* **Exercise**
Retype all of the data. Every line must match exactly.

-- Opening Marker --

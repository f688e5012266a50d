use bytes::Bytes;
use serde::Serialize;

use crate::tether::{config, protocol};

pub const STATUS_RESPONSE_ID: u32 = 0x00;

/// Protocol number that no client speaks, so the server list renders the
/// version name in place of the player count.
const INCOMPATIBLE_PROTOCOL: i32 = -1;

#[derive(Debug, Serialize)]
struct StatusDocument<'a> {
    version: Version<'a>,
    players: Players,
    description: Description<'a>,
}

#[derive(Debug, Serialize)]
struct Version<'a> {
    name: &'a str,
    protocol: i32,
}

#[derive(Debug, Serialize)]
struct Players {
    max: u32,
    online: u32,
}

#[derive(Debug, Serialize)]
struct Description<'a> {
    text: &'a str,
    color: &'static str,
    bold: bool,
    #[serde(skip_serializing_if = "Vec::is_empty")]
    extra: Vec<TextComponent<'a>>,
}

#[derive(Debug, Serialize)]
struct TextComponent<'a> {
    text: &'a str,
    #[serde(skip_serializing_if = "Option::is_none")]
    color: Option<&'static str>,
    #[serde(skip_serializing_if = "Option::is_none")]
    bold: Option<bool>,
}

/// Answers status queries with a fixed "server offline" document.
///
/// The packet is rendered once; every call to [`StatusResponder::packet`]
/// returns the same bytes.
#[derive(Debug, Clone)]
pub struct StatusResponder {
    packet: Bytes,
    json: String,
}

impl StatusResponder {
    pub fn new(text: &config::StatusText) -> Self {
        let mut extra = Vec::new();
        if !text.footer.is_empty() {
            extra.push(TextComponent {
                text: "\n",
                color: None,
                bold: None,
            });
            extra.push(TextComponent {
                text: &text.footer,
                color: Some("dark_purple"),
                bold: Some(true),
            });
        }

        let doc = StatusDocument {
            version: Version {
                name: &text.version_name,
                protocol: INCOMPATIBLE_PROTOCOL,
            },
            players: Players { max: 0, online: 0 },
            description: Description {
                text: &text.description,
                color: "red",
                bold: true,
                extra,
            },
        };

        // Plain structs of strings and integers always serialize.
        let json = serde_json::to_string(&doc).unwrap_or_default();
        let packet = protocol::encode_packet(STATUS_RESPONSE_ID, &protocol::encode_string(&json));
        Self { packet, json }
    }

    pub fn packet(&self) -> Bytes {
        self.packet.clone()
    }

    pub fn json(&self) -> &str {
        &self.json
    }
}

impl Default for StatusResponder {
    fn default() -> Self {
        Self::new(&config::StatusText::default())
    }
}

#[cfg(test)]
mod tests {
    use super::*;

    #[test]
    fn packet_is_deterministic() {
        let a = StatusResponder::default();
        let b = StatusResponder::default();
        assert_eq!(a.packet(), a.packet());
        assert_eq!(a.packet(), b.packet());
    }

    #[test]
    fn default_document_matches_offline_layout() {
        let r = StatusResponder::default();
        assert_eq!(
            r.json(),
            concat!(
                r#"{"version":{"name":"§4Offline","protocol":-1},"#,
                r#""players":{"max":0,"online":0},"#,
                r#""description":{"text":"Server Is Offline","color":"red","bold":true,"#,
                r#""extra":[{"text":"\n"},{"text":"View YOUR_DOMAIN_HERE","color":"dark_purple","bold":true}]}}"#,
            )
        );
    }

    #[test]
    fn packet_wraps_json_as_status_response() {
        let r = StatusResponder::default();
        let pkt = r.packet();
        let (frame, n) = protocol::decode_packet(&pkt).unwrap();
        assert_eq!(n, pkt.len());
        assert_eq!(frame.id, STATUS_RESPONSE_ID);

        let (len, len_n) = protocol::decode_varint(&frame.body, 0).unwrap();
        let json = std::str::from_utf8(&frame.body[len_n..]).unwrap();
        assert_eq!(len as usize, json.len());

        let v: serde_json::Value = serde_json::from_str(json).unwrap();
        assert_eq!(v["players"]["online"], 0);
        assert_eq!(v["players"]["max"], 0);
        assert_eq!(v["version"]["protocol"], -1);
        assert_eq!(v["description"]["text"], "Server Is Offline");
    }

    #[test]
    fn empty_footer_omits_extra() {
        let text = config::StatusText {
            footer: String::new(),
            ..config::StatusText::default()
        };
        let r = StatusResponder::new(&text);
        let v: serde_json::Value = serde_json::from_str(r.json()).unwrap();
        assert!(v["description"].get("extra").is_none());
    }
}
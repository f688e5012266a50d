use std::sync::Arc;

use anyhow::Context;
use metrics_exporter_prometheus::{PrometheusBuilder, PrometheusHandle};

/// Installs a Prometheus recorder for the `metrics` crate and returns a handle used to render
/// the exposition format.
///
/// This should be called once per process at startup.
pub fn init_prometheus() -> anyhow::Result<PrometheusHandle> {
    PrometheusBuilder::new()
        .install_recorder()
        .context("metrics: install Prometheus recorder")
}

pub type SharedPrometheusHandle = Arc<PrometheusHandle>;

/// Increments a gauge for as long as it is alive.
#[derive(Debug)]
pub struct GaugeGuard {
    name: &'static str,
}

impl GaugeGuard {
    pub fn new(name: &'static str) -> Self {
        metrics::gauge!(name).increment(1.0);
        Self { name }
    }
}

impl Drop for GaugeGuard {
    fn drop(&mut self) {
        metrics::gauge!(self.name).decrement(1.0);
    }
}
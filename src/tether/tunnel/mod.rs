//! Reverse TCP tunnel between the public relay and the origin next to the
//! game server.
//!
//! The origin holds one control connection to the relay. For every public
//! player the relay asks for a tunnel with `CREATE_TUNNEL:<id>`, the origin
//! dials back with `TUNNEL_FOR:<id>`, and the two sockets are spliced.

pub mod control;
pub mod origin;
pub mod pipe;
pub mod registry;
pub mod relay;
pub mod wire;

-- Closing Marker --

* **Exercise response**
repository f688e5012266a50d
use bytes::Bytes;
use serde::Serialize;

use crate::tether::{config, protocol};

pub const STATUS_RESPONSE_ID: u32 = 0x00;

/// Protocol number that no client speaks, so the server list renders the
/// version name in place of the player count.
const INCOMPATIBLE_PROTOCOL: i32 = -1;

#[derive(Debug, Serialize)]
struct StatusDocument<'a> {
    version: Version<'a>,
    players: Players,
    description: Description<'a>,
}

#[derive(Debug, Serialize)]
struct Version<'a> {
    name: &'a str,
    protocol: i32,
}

#[derive(Debug, Serialize)]
struct Players {
    max: u32,
    online: u32,
}

#[derive(Debug, Serialize)]
struct Description<'a> {
    text: &'a str,
    color: &'static str,
    bold: bool,
    #[serde(skip_serializing_if = "Vec::is_empty")]
    extra: Vec<TextComponent<'a>>,
}

#[derive(Debug, Serialize)]
struct TextComponent<'a> {
    text: &'a str,
    #[serde(skip_serializing_if = "Option::is_none")]
    color: Option<&'static str>,
    #[serde(skip_serializing_if = "Option::is_none")]
    bold: Option<bool>,
}

/// Answers status queries with a fixed "server offline" document.
///
/// The packet is rendered once; every call to [`StatusResponder::packet`]
/// returns the same bytes.
#[derive(Debug, Clone)]
pub struct StatusResponder {
    packet: Bytes,
    json: String,
}

impl StatusResponder {
    pub fn new(text: &config::StatusText) -> Self {
        let mut extra = Vec::new();
        if !text.footer.is_empty() {
            extra.push(TextComponent {
                text: "\n",
                color: None,
                bold: None,
            });
            extra.push(TextComponent {
                text: &text.footer,
                color: Some("dark_purple"),
                bold: Some(true),
            });
        }

        let doc = StatusDocument {
            version: Version {
                name: &text.version_name,
                protocol: INCOMPATIBLE_PROTOCOL,
            },
            players: Players { max: 0, online: 0 },
            description: Description {
                text: &text.description,
                color: "red",
                bold: true,
                extra,
            },
        };

        // Plain structs of strings and integers always serialize.
        let json = serde_json::to_string(&doc).unwrap_or_default();
        let packet = protocol::encode_packet(STATUS_RESPONSE_ID, &protocol::encode_string(&json));
        Self { packet, json }
    }

    pub fn packet(&self) -> Bytes {
        self.packet.clone()
    }

    pub fn json(&self) -> &str {
        &self.json
    }
}

impl Default for StatusResponder {
    fn default() -> Self {
        Self::new(&config::StatusText::default())
    }
}

#[cfg(test)]
mod tests {
    use super::*;

    #[test]
    fn packet_is_deterministic() {
        let a = StatusResponder::default();
        let b = StatusResponder::default();
        assert_eq!(a.packet(), a.packet());
        assert_eq!(a.packet(), b.packet());
    }

    #[test]
    fn default_document_matches_offline_layout() {
        let r = StatusResponder::default();
        assert_eq!(
            r.json(),
            concat!(
                r#"{"version":{"name":"§4Offline","protocol":-1},"#,
                r#""players":{"max":0,"online":0},"#,
                r#""description":{"text":"Server Is Offline","color":"red","bold":true,"#,
                r#""extra":[{"text":"\n"},{"text":"View YOUR_DOMAIN_HERE","color":"dark_purple","bold":true}]}}"#,
            )
        );
    }

    #[test]
    fn packet_wraps_json_as_status_response() {
        let r = StatusResponder::default();
        let pkt = r.packet();
        let (frame, n) = protocol::decode_packet(&pkt).unwrap();
        assert_eq!(n, pkt.len());
        assert_eq!(frame.id, STATUS_RESPONSE_ID);

        let (len, len_n) = protocol::decode_varint(&frame.body, 0).unwrap();
        let json = std::str::from_utf8(&frame.body[len_n..]).unwrap();
        assert_eq!(len as usize, json.len());

        let v: serde_json::Value = serde_json::from_str(json).unwrap();
        assert_eq!(v["players"]["online"], 0);
        assert_eq!(v["players"]["max"], 0);
        assert_eq!(v["version"]["protocol"], -1);
        assert_eq!(v["description"]["text"], "Server Is Offline");
    }

    #[test]
    fn empty_footer_omits_extra() {
        let text = config::StatusText {
            footer: String::new(),
            ..config::StatusText::default()
        };
        let r = StatusResponder::new(&text);
        let v: serde_json::Value = serde_json::from_str(r.json()).unwrap();
        assert!(v["description"].get("extra").is_none());
    }
}
repository f688e5012266a50d
use std::sync::Arc;

use anyhow::Context;
use metrics_exporter_prometheus::{PrometheusBuilder, PrometheusHandle};

/// Installs a Prometheus recorder for the `metrics` crate and returns a handle used to render
/// the exposition format.
///
/// This should be called once per process at startup.
pub fn init_prometheus() -> anyhow::Result<PrometheusHandle> {
    PrometheusBuilder::new()
        .install_recorder()
        .context("metrics: install Prometheus recorder")
}

pub type SharedPrometheusHandle = Arc<PrometheusHandle>;

/// Increments a gauge for as long as it is alive.
#[derive(Debug)]
pub struct GaugeGuard {
    name: &'static str,
}

impl GaugeGuard {
    pub fn new(name: &'static str) -> Self {
        metrics::gauge!(name).increment(1.0);
        Self { name }
    }
}

impl Drop for GaugeGuard {
    fn drop(&mut self) {
        metrics::gauge!(self.name).decrement(1.0);
    }
}
filename src/tether/tunnel/mod.rs
//! Reverse TCP tunnel between the public relay and the origin next to the
//! game server.
//!
//! The origin holds one control connection to the relay. For every public
//! player the relay asks for a tunnel with `CREATE_TUNNEL:<id>`, the origin
//! dials back with `TUNNEL_FOR:<id>`, and the two sockets are spliced.

pub mod control;
pub mod origin;
pub mod pipe;
pub mod registry;
pub mod relay;
pub mod wire;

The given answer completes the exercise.